[Data records]
+++
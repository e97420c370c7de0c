use crate::{
    cancel::{CancelToken, Wake},
    cons::BlockingCons,
    sync::{Shared, TimeoutIterator},
    WaitError,
};
use crossbeam_utils::Backoff;
use handle_deque::{
    traits::{Consumer, Observer, Producer},
    Config, Handle, ReserveError, RingDeque, MIN_CAPACITY,
};
use std::{
    fmt,
    sync::{Arc, Weak},
    time::Duration,
};

#[derive(Clone, Copy, PartialEq, Eq, Debug)]
enum End {
    Front,
    Back,
}

impl End {
    fn pop<H: Handle>(self, ring: &mut RingDeque<H>) -> Option<H> {
        match self {
            End::Front => ring.pop_front(),
            End::Back => ring.pop_back(),
        }
    }
}

/// Double-ended queue of handles shared between threads.
///
/// Clones refer to the same queue, like the halves of a channel except that every clone
/// may both push and pop at either end.
///
/// Every operation, reads included, runs under a single lock, so each call observes the queue
/// either completely before or completely after any other call.
/// Pushes never wait for space: the ring grows instead.
/// Pops come in two flavors, `try_pop_*` returning at once and `pop_*_wait` parking the thread
/// until an item arrives, a [`CancelToken`] fires or a timeout elapses.
///
/// Handles still in the queue when the last clone is dropped are discarded without being finalized.
pub struct BlockingDeque<H: Handle> {
    shared: Arc<Shared<H>>,
}

impl<H: Handle> Clone for BlockingDeque<H> {
    fn clone(&self) -> Self {
        Self {
            shared: self.shared.clone(),
        }
    }
}

impl<H: Handle + Send + 'static> Default for BlockingDeque<H> {
    fn default() -> Self {
        Self::new(MIN_CAPACITY)
    }
}

impl<H: Handle + Send + 'static> BlockingDeque<H> {
    /// Creates an empty queue.
    ///
    /// `capacity` is rounded up to a power of two not less than [`MIN_CAPACITY`].
    pub fn new(capacity: usize) -> Self {
        Self::with_config(Config::new().with_initial_capacity(capacity))
    }

    pub fn with_config(config: Config) -> Self {
        Self::from_ring(RingDeque::with_config(config), config.spin())
    }

    /// Same as [`Self::with_config`] but reports allocation failure instead of aborting.
    pub fn try_with_config(config: Config) -> Result<Self, ReserveError> {
        Ok(Self::from_ring(RingDeque::try_with_config(config)?, config.spin()))
    }

    fn from_ring(ring: RingDeque<H>, spin: bool) -> Self {
        Self {
            shared: Arc::new(Shared::new(ring, spin)),
        }
    }

    /// Appends a handle to the back and wakes one waiting consumer.
    pub fn push_back(&self, item: H) -> Result<(), ReserveError> {
        self.shared.lock().push_back(item)?;
        self.shared.notify_one();
        Ok(())
    }

    /// Prepends a handle to the front and wakes one waiting consumer.
    pub fn push_front(&self, item: H) -> Result<(), ReserveError> {
        self.shared.lock().push_front(item)?;
        self.shared.notify_one();
        Ok(())
    }

    /// Removes the front handle, `None` if the queue is empty.
    pub fn try_pop_front(&self) -> Option<H> {
        self.shared.lock().pop_front()
    }

    /// Removes the back handle, `None` if the queue is empty.
    pub fn try_pop_back(&self) -> Option<H> {
        self.shared.lock().pop_back()
    }

    /// Removes the front handle, waiting for one to arrive if the queue is empty.
    ///
    /// Returns [`WaitError::Cancelled`] once `cancel` fires and [`WaitError::TimedOut`] once `timeout` elapses.
    /// Cancellation wins over an available item.
    /// `None` for either means waiting without that bound.
    pub fn pop_front_wait(&self, cancel: Option<&CancelToken>, timeout: Option<Duration>) -> Result<H, WaitError> {
        self.pop_wait(End::Front, cancel, timeout)
    }

    /// Removes the back handle, waiting for one to arrive if the queue is empty.
    ///
    /// Same as [`Self::pop_front_wait`] otherwise.
    pub fn pop_back_wait(&self, cancel: Option<&CancelToken>, timeout: Option<Duration>) -> Result<H, WaitError> {
        self.pop_wait(End::Back, cancel, timeout)
    }

    fn pop_wait(&self, end: End, cancel: Option<&CancelToken>, timeout: Option<Duration>) -> Result<H, WaitError> {
        let is_cancelled = || cancel.is_some_and(CancelToken::is_cancelled);

        if self.shared.spin && timeout != Some(Duration::ZERO) {
            let backoff = Backoff::new();
            while !backoff.is_completed() {
                if is_cancelled() {
                    return Err(WaitError::Cancelled);
                }
                if let Some(item) = end.pop(&mut self.shared.lock()) {
                    return Ok(item);
                }
                backoff.snooze();
            }
        }

        let waiter = Arc::downgrade(&self.shared) as Weak<dyn Wake>;
        let _registration = cancel.map(|token| token.register(waiter));

        let mut ring = self.shared.lock();
        let mut parked = false;
        let result = 'wait: {
            for remaining in TimeoutIterator::new(timeout) {
                if is_cancelled() {
                    break 'wait Err(WaitError::Cancelled);
                }
                if let Some(item) = end.pop(&mut ring) {
                    break 'wait Ok(item);
                }
                if !parked {
                    tracing::trace!(?end, ?timeout, "waiting for handle");
                    parked = true;
                }
                ring = self.shared.wait(ring, remaining);
            }
            if is_cancelled() {
                Err(WaitError::Cancelled)
            } else {
                end.pop(&mut ring).ok_or(WaitError::TimedOut)
            }
        };

        if let Err(err) = result {
            tracing::debug!(?end, %err, "stopped waiting for handle");
            // A push may have notified this thread just before it gave up, pass the wakeup on.
            if !ring.is_empty() {
                self.shared.notify_one();
            }
        }
        result
    }

    /// Consumer wrapper that carries its own timeout and cancellation token.
    pub fn consumer(&self) -> BlockingCons<H> {
        BlockingCons::new(self.clone())
    }

    pub fn front(&self) -> Option<H> {
        self.shared.lock().front()
    }

    pub fn back(&self) -> Option<H> {
        self.shared.lock().back()
    }

    /// Handle at logical `index` counted from the front, `None` if out of range.
    pub fn get(&self, index: usize) -> Option<H> {
        self.shared.lock().get(index)
    }

    pub fn len(&self) -> usize {
        self.shared.lock().len()
    }

    pub fn is_empty(&self) -> bool {
        self.shared.lock().is_empty()
    }

    pub fn capacity(&self) -> usize {
        self.shared.lock().capacity()
    }

    pub fn min_capacity(&self) -> usize {
        self.shared.lock().min_capacity()
    }

    /// Copies all handles front to back.
    pub fn snapshot(&self) -> Vec<H> {
        self.shared.lock().iter().collect()
    }

    /// Removes and returns all handles front to back, keeping the capacity.
    pub fn drain(&self) -> Vec<H> {
        let mut ring = self.shared.lock();
        let items = ring.iter().collect();
        ring.clear();
        items
    }

    /// Removes all handles keeping the capacity.
    pub fn clear(&self) {
        self.shared.lock().clear();
    }

    /// See [`RingDeque::rotate`].
    pub fn rotate(&self, n: isize) {
        self.shared.lock().rotate(n);
    }

    /// See [`RingDeque::set_min_capacity`].
    pub fn set_min_capacity(&self, bits: u32) {
        self.shared.lock().set_min_capacity(bits);
    }

    /// See [`RingDeque::reserve`].
    pub fn reserve(&self, additional: usize) -> Result<(), ReserveError> {
        self.shared.lock().reserve(additional)
    }
}

impl<H: Handle + fmt::Debug> fmt::Debug for BlockingDeque<H> {
    fn fmt(&self, f: &mut fmt::Formatter<'_>) -> fmt::Result {
        f.debug_tuple("BlockingDeque").field(&*self.shared.lock()).finish()
    }
}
+++
#### EXERCISE AIM:
Please, from the entries above, set down exactly the lines from the one containing "ring grows instead." through the one containing "pub fn push_back(&self, item: H)", and only those.

#### REPLY:
/// Pushes never wait for space: the ring grows instead.
/// Pops come in two flavors, `try_pop_*` returning at once and `pop_*_wait` parking the thread
/// until an item arrives, a [`CancelToken`] fires or a timeout elapses.
///
/// Handles still in the queue when the last clone is dropped are discarded without being finalized.
pub struct BlockingDeque<H: Handle> {
    shared: Arc<Shared<H>>,
}

impl<H: Handle> Clone for BlockingDeque<H> {
    fn clone(&self) -> Self {
        Self {
            shared: self.shared.clone(),
        }
    }
}

impl<H: Handle + Send + 'static> Default for BlockingDeque<H> {
    fn default() -> Self {
        Self::new(MIN_CAPACITY)
    }
}

impl<H: Handle + Send + 'static> BlockingDeque<H> {
    /// Creates an empty queue.
    ///
    /// `capacity` is rounded up to a power of two not less than [`MIN_CAPACITY`].
    pub fn new(capacity: usize) -> Self {
        Self::with_config(Config::new().with_initial_capacity(capacity))
    }

    pub fn with_config(config: Config) -> Self {
        Self::from_ring(RingDeque::with_config(config), config.spin())
    }

    /// Same as [`Self::with_config`] but reports allocation failure instead of aborting.
    pub fn try_with_config(config: Config) -> Result<Self, ReserveError> {
        Ok(Self::from_ring(RingDeque::try_with_config(config)?, config.spin()))
    }

    fn from_ring(ring: RingDeque<H>, spin: bool) -> Self {
        Self {
            shared: Arc::new(Shared::new(ring, spin)),
        }
    }

    /// Appends a handle to the back and wakes one waiting consumer.
    pub fn push_back(&self, item: H) -> Result<(), ReserveError> {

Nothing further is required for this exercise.